Our study suggests that BMI has a potentially causal effect on 24 proteins. Causality in MR is defined as the fact that a modification of exposure leads to a change in the outcome. Causality in this sense is not indicative of a particular molecular mechanism per se. It simply suggests that modifying the exposure will necessarily lead to a predictable effect on the outcome. Our observation is in line with a previous study that reports widespread effects of adiposity on DNA methylation7. On the other hand, our 2SMR also suggests that LEPR, IGFBP1, WFIKKN2, AGER, DPT, and CTSA are potentially causal for the development of obesity. Taken together, our data suggest that a bi-directional relationship is likely and may be replicated in other BMI-protein associations due to the underlying complexity of the disease and the multitude of involved pathways.

Animal models

We extensively searched the literature for animal models for the 28 proteins (Supplementary Data 14) and found models covering 18 out of 28 protein-coding genes linked with obesity. Mice studies showed that Lepr knockout mice became excessively obese44. Lep and Lepr deficient mice have also been shown to be hyperinsulinemic, hyperglycemic (depending on the age and strain), and have elevated total cholesterol levels and LDL/HDL1 particles45,46,47. Lep and Lepr levels may be both a sensor of fat mass and at the same time, part of a negative feedback mechanism to maintain a set point for body fat storage48. In some instances, such as leptin deficiency in monogenic obesity, the causal role of Lep on BMI is obvious49. A global Igfbp1 deletion in mice showed a significant increase in body weight and body fat mass50. Interestingly, epigenetic regulation of IGFBP2 has also been suggested to play a role in abdominal obesity51.
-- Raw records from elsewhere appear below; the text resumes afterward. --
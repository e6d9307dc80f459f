use super::{Duration, Scheduler, TaskHandle};

/// Runs every task inline on the calling thread.
///
/// Delays are ignored: `schedule_after` runs the task before returning, and
/// `schedule_repeating` runs it exactly once, since repeating inline would
/// never return. Useful for chains that need a scheduler argument but no
/// actual deferral.
#[derive(Clone, Copy, Debug, Default)]
pub struct ImmediateScheduler;

impl Scheduler for ImmediateScheduler {
  fn schedule<F>(&self, task: F)
  where
    F: FnOnce() + Send + 'static,
  {
    task()
  }

  fn schedule_after<F>(&self, _delay: Duration, task: F) -> TaskHandle
  where
    F: FnOnce() + Send + 'static,
  {
    task();
    TaskHandle::finished()
  }

  fn schedule_repeating<F>(&self, _period: Duration, mut task: F) -> TaskHandle
  where
    F: FnMut() + Send + 'static,
  {
    task();
    TaskHandle::finished()
  }
}
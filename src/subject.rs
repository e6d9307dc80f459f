//! Subjects: publishers that values are pushed into by hand.
//!
//! Both subjects are also subscribers, so a subject subscribed to a
//! publisher multicasts it to everything attached to the subject.

mod behavior_subject;
mod hub;
mod publish_subject;

pub use behavior_subject::BehaviorSubject;
pub use publish_subject::PublishSubject;
use std::{convert::Infallible, marker::PhantomData};

use crate::{
  demand::Demand,
  publisher::Publisher,
  subscriber::{Completion, Subscriber},
  subscription::SubscriptionRef,
};

// ==================== MapErr ====================

/// Converts the failure value; values and `Finished` pass untouched.
#[derive(Clone)]
pub struct MapErr<P, F> {
  pub(crate) source: P,
  pub(crate) func: F,
}

impl<P, F, E> Publisher for MapErr<P, F>
where
  P: Publisher,
  F: FnOnce(P::Failure) -> E + Send + 'static,
  E: Send + 'static,
{
  type Output = P::Output;
  type Failure = E;

  fn subscribe<S>(self, subscriber: S)
  where
    S: Subscriber<P::Output, E>,
  {
    self.source.subscribe(MapErrSubscriber { downstream: subscriber, func: self.func })
  }
}

pub struct MapErrSubscriber<S, F> {
  downstream: S,
  func: F,
}

impl<S, F, T, E, E2> Subscriber<T, E> for MapErrSubscriber<S, F>
where
  S: Subscriber<T, E2>,
  F: FnOnce(E) -> E2 + Send + 'static,
{
  fn receive_subscription(&mut self, subscription: SubscriptionRef) {
    self.downstream.receive_subscription(subscription)
  }

  fn receive(&mut self, input: T) -> Demand { self.downstream.receive(input) }

  fn receive_completion(self, completion: Completion<E>) {
    self.downstream.receive_completion(completion.map_err(self.func))
  }
}

// ==================== SetFailureType ====================

/// Gives a chain that cannot fail the failure type `E`, so it can be combined
/// with fallible chains.
pub struct SetFailureType<P, E> {
  pub(crate) source: P,
  pub(crate) _failure: PhantomData<fn() -> E>,
}

impl<P: Clone, E> Clone for SetFailureType<P, E> {
  fn clone(&self) -> Self { Self { source: self.source.clone(), _failure: PhantomData } }
}

impl<P, E> Publisher for SetFailureType<P, E>
where
  P: Publisher<Failure = Infallible>,
  E: Send + 'static,
{
  type Output = P::Output;
  type Failure = E;

  fn subscribe<S>(self, subscriber: S)
  where
    S: Subscriber<P::Output, E>,
  {
    self.source.subscribe(SetFailureTypeSubscriber { downstream: subscriber, _failure: PhantomData })
  }
}

pub struct SetFailureTypeSubscriber<S, E> {
  downstream: S,
  _failure: PhantomData<fn() -> E>,
}

impl<S, T, E> Subscriber<T, Infallible> for SetFailureTypeSubscriber<S, E>
where
  S: Subscriber<T, E>,
  E: 'static,
{
  fn receive_subscription(&mut self, subscription: SubscriptionRef) {
    self.downstream.receive_subscription(subscription)
  }

  fn receive(&mut self, input: T) -> Demand { self.downstream.receive(input) }

  fn receive_completion(self, completion: Completion<Infallible>) {
    match completion {
      Completion::Finished => self.downstream.receive_completion(Completion::Finished),
      Completion::Failed(never) => match never {},
    }
  }
}

#[cfg(test)]
mod tests {
  use crate::{prelude::*, testing::TestSubscriber};

  #[derive(Debug, Clone, PartialEq)]
  enum AppError {
    Io(String),
  }

  #[test]
  fn converts_the_failure() {
    let (subscriber, recorder) = TestSubscriber::unlimited();
    Record::failing([1, 2], "disk full").map_err(|e| AppError::Io(e.to_string())).subscribe(subscriber);
    assert_eq!(recorder.values(), vec![1, 2]);
    assert_eq!(recorder.failure(), Some(AppError::Io("disk full".into())));
  }

  #[test]
  fn infallible_chain_joins_a_fallible_one() {
    let (subscriber, recorder) = TestSubscriber::unlimited();
    from_iter(0..2)
      .set_failure_type::<&str>()
      .merge(Record::failing([9], "later"))
      .subscribe(subscriber);
    assert_eq!(recorder.values(), vec![0, 1, 9]);
    assert_eq!(recorder.failure(), Some("later"));
  }
}
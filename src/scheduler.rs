//! Where and when deferred work runs.
//!
//! Timing operators never spawn threads or sleep themselves: they receive a
//! [`Scheduler`] and ask it to run closures now, after a delay, or
//! periodically. There is no process-wide default scheduler; pick one
//! explicitly per chain:
//!
//! - [`ImmediateScheduler`] runs everything inline on the calling thread.
//! - [`TestScheduler`] keeps virtual time that only moves when a test says so.
//! - `ThreadPoolScheduler` (feature `futures-scheduler`) runs on a `futures`
//!   thread pool.
//! - `TokioScheduler` (feature `tokio-scheduler`) runs on a tokio runtime.

use std::sync::{
  atomic::{AtomicBool, Ordering},
  Arc,
};

use parking_lot::Mutex;
pub use std::time::Duration;

use crate::{demand::Demand, subscription::Subscription};

mod immediate;
mod test_scheduler;
#[cfg(feature = "futures-scheduler")]
mod thread_pool;
#[cfg(feature = "tokio-scheduler")]
mod tokio_runtime;

pub use immediate::ImmediateScheduler;
pub use test_scheduler::TestScheduler;
#[cfg(feature = "futures-scheduler")]
pub use thread_pool::ThreadPoolScheduler;
#[cfg(feature = "tokio-scheduler")]
pub use tokio_runtime::TokioScheduler;

/// Runs work now, later, or periodically.
///
/// Schedulers are cheap handles: cloning one yields another handle to the same
/// execution context.
pub trait Scheduler: Clone + Send + Sync + 'static {
  /// Run `task` as soon as the execution context allows.
  fn schedule<F>(&self, task: F)
  where
    F: FnOnce() + Send + 'static;

  /// Run `task` once after `delay`. Cancelling the handle before it fires
  /// prevents it from running.
  fn schedule_after<F>(&self, delay: Duration, task: F) -> TaskHandle
  where
    F: FnOnce() + Send + 'static;

  /// Run `task` every `period`, first after one period, until the handle is
  /// cancelled.
  fn schedule_repeating<F>(&self, period: Duration, task: F) -> TaskHandle
  where
    F: FnMut() + Send + 'static;
}

/// Cancellation handle for scheduled work.
///
/// Cloning shares the same task. A handle is *closed* once the task has
/// finished or has been cancelled.
#[derive(Clone)]
pub struct TaskHandle {
  inner: Option<Arc<HandleState>>,
}

struct HandleState {
  closed: AtomicBool,
  on_cancel: Mutex<Option<Box<dyn FnOnce() + Send>>>,
}

impl TaskHandle {
  pub fn new() -> Self {
    Self {
      inner: Some(Arc::new(HandleState { closed: AtomicBool::new(false), on_cancel: Mutex::new(None) })),
    }
  }

  /// A handle for work that already ran.
  pub fn finished() -> Self { Self { inner: None } }

  pub fn is_closed(&self) -> bool {
    match &self.inner {
      Some(state) => state.closed.load(Ordering::Acquire),
      None => true,
    }
  }

  /// Cancel the task. Idempotent; a no-op once the task has finished.
  pub fn cancel(&self) {
    let Some(state) = &self.inner else { return };
    if state.closed.swap(true, Ordering::AcqRel) {
      return;
    }
    tracing::trace!("scheduled task cancelled");
    let hook = state.on_cancel.lock().take();
    if let Some(hook) = hook {
      hook();
    }
  }

  /// Mark the task as done; the cancel hook is discarded.
  pub fn mark_finished(&self) {
    if let Some(state) = &self.inner {
      state.closed.store(true, Ordering::Release);
      state.on_cancel.lock().take();
    }
  }

  /// Register what cancelling has to do for the underlying runtime (abort a
  /// future, a join handle, ...). Runs right away if the handle is already
  /// closed.
  pub(crate) fn on_cancel(&self, hook: impl FnOnce() + Send + 'static) {
    let Some(state) = &self.inner else {
      hook();
      return;
    };
    let mut slot = state.on_cancel.lock();
    if state.closed.load(Ordering::Acquire) {
      drop(slot);
      hook();
    } else {
      *slot = Some(Box::new(hook));
    }
  }
}

impl Default for TaskHandle {
  fn default() -> Self { Self::new() }
}

impl Subscription for TaskHandle {
  fn request(&self, _demand: Demand) {}

  fn cancel(&self) { TaskHandle::cancel(self) }
}

#[cfg(test)]
mod tests {
  use std::sync::atomic::AtomicUsize;

  use super::*;

  #[test]
  fn cancel_runs_hook_once() {
    let hits = Arc::new(AtomicUsize::new(0));
    let handle = TaskHandle::new();
    let counter = hits.clone();
    handle.on_cancel(move || {
      counter.fetch_add(1, Ordering::SeqCst);
    });
    handle.cancel();
    handle.clone().cancel();
    assert!(handle.is_closed());
    assert_eq!(hits.load(Ordering::SeqCst), 1);
  }

  #[test]
  fn hook_registered_after_cancel_runs_immediately() {
    let hits = Arc::new(AtomicUsize::new(0));
    let handle = TaskHandle::new();
    handle.cancel();
    let counter = hits.clone();
    handle.on_cancel(move || {
      counter.fetch_add(1, Ordering::SeqCst);
    });
    assert_eq!(hits.load(Ordering::SeqCst), 1);
  }

  #[test]
  fn finished_task_ignores_cancel() {
    let hits = Arc::new(AtomicUsize::new(0));
    let handle = TaskHandle::new();
    let counter = hits.clone();
    handle.on_cancel(move || {
      counter.fetch_add(1, Ordering::SeqCst);
    });
    handle.mark_finished();
    handle.cancel();
    assert_eq!(hits.load(Ordering::SeqCst), 0);
    assert!(TaskHandle::finished().is_closed());
  }
}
WAP, Kazal, immunoglobulin, Kunitz, and NTR domain-containing protein 2 (WFIKKN2) is a protease-inhibitor that contains multiple distinct protease inhibitor domains52. WFIKKN2 encodes growth and differentiation factor-associated serum protein-1 (GASP1)53 and WFIKKN2 is an inhibitory TGF-β binding protein. Animal knockout models for Wfkinn2/Gasp1 have also shown a significant increase in body weight, particularly in muscle mass54.

Further, Ager knockout models showed weight gain and increased plasma cholesterol55, and Ctsa knockout mice presented with thick skin that contained enlarged hyperplastic epidermal glands as well as a reduction in dermal fat56. The circulating soluble receptor for advanced glycation end products (AGER) is negatively associated with BMI57, as we also observed in KORA. In addition, recent evidence suggests a role of adipokine dermatopontin (DPT) in obesity by regulation of adipose tissue remodeling and inflammation58. A Dpt knockout mouse model showed increased subcutaneous adipose tissue59, and effects on skin elasticity, dermis thickness, and collagen accumulation.

Other biological evidence

GASP1/WFKINN2 has mainly been involved in skeletal and muscle fiber development in the heart60. Higher WFIKKN2 protein levels were associated with lower levels of fasting insulin, triglycerides, HOMA-IR, and visceral fat61 suggesting a protective role against metabolic dysregulation.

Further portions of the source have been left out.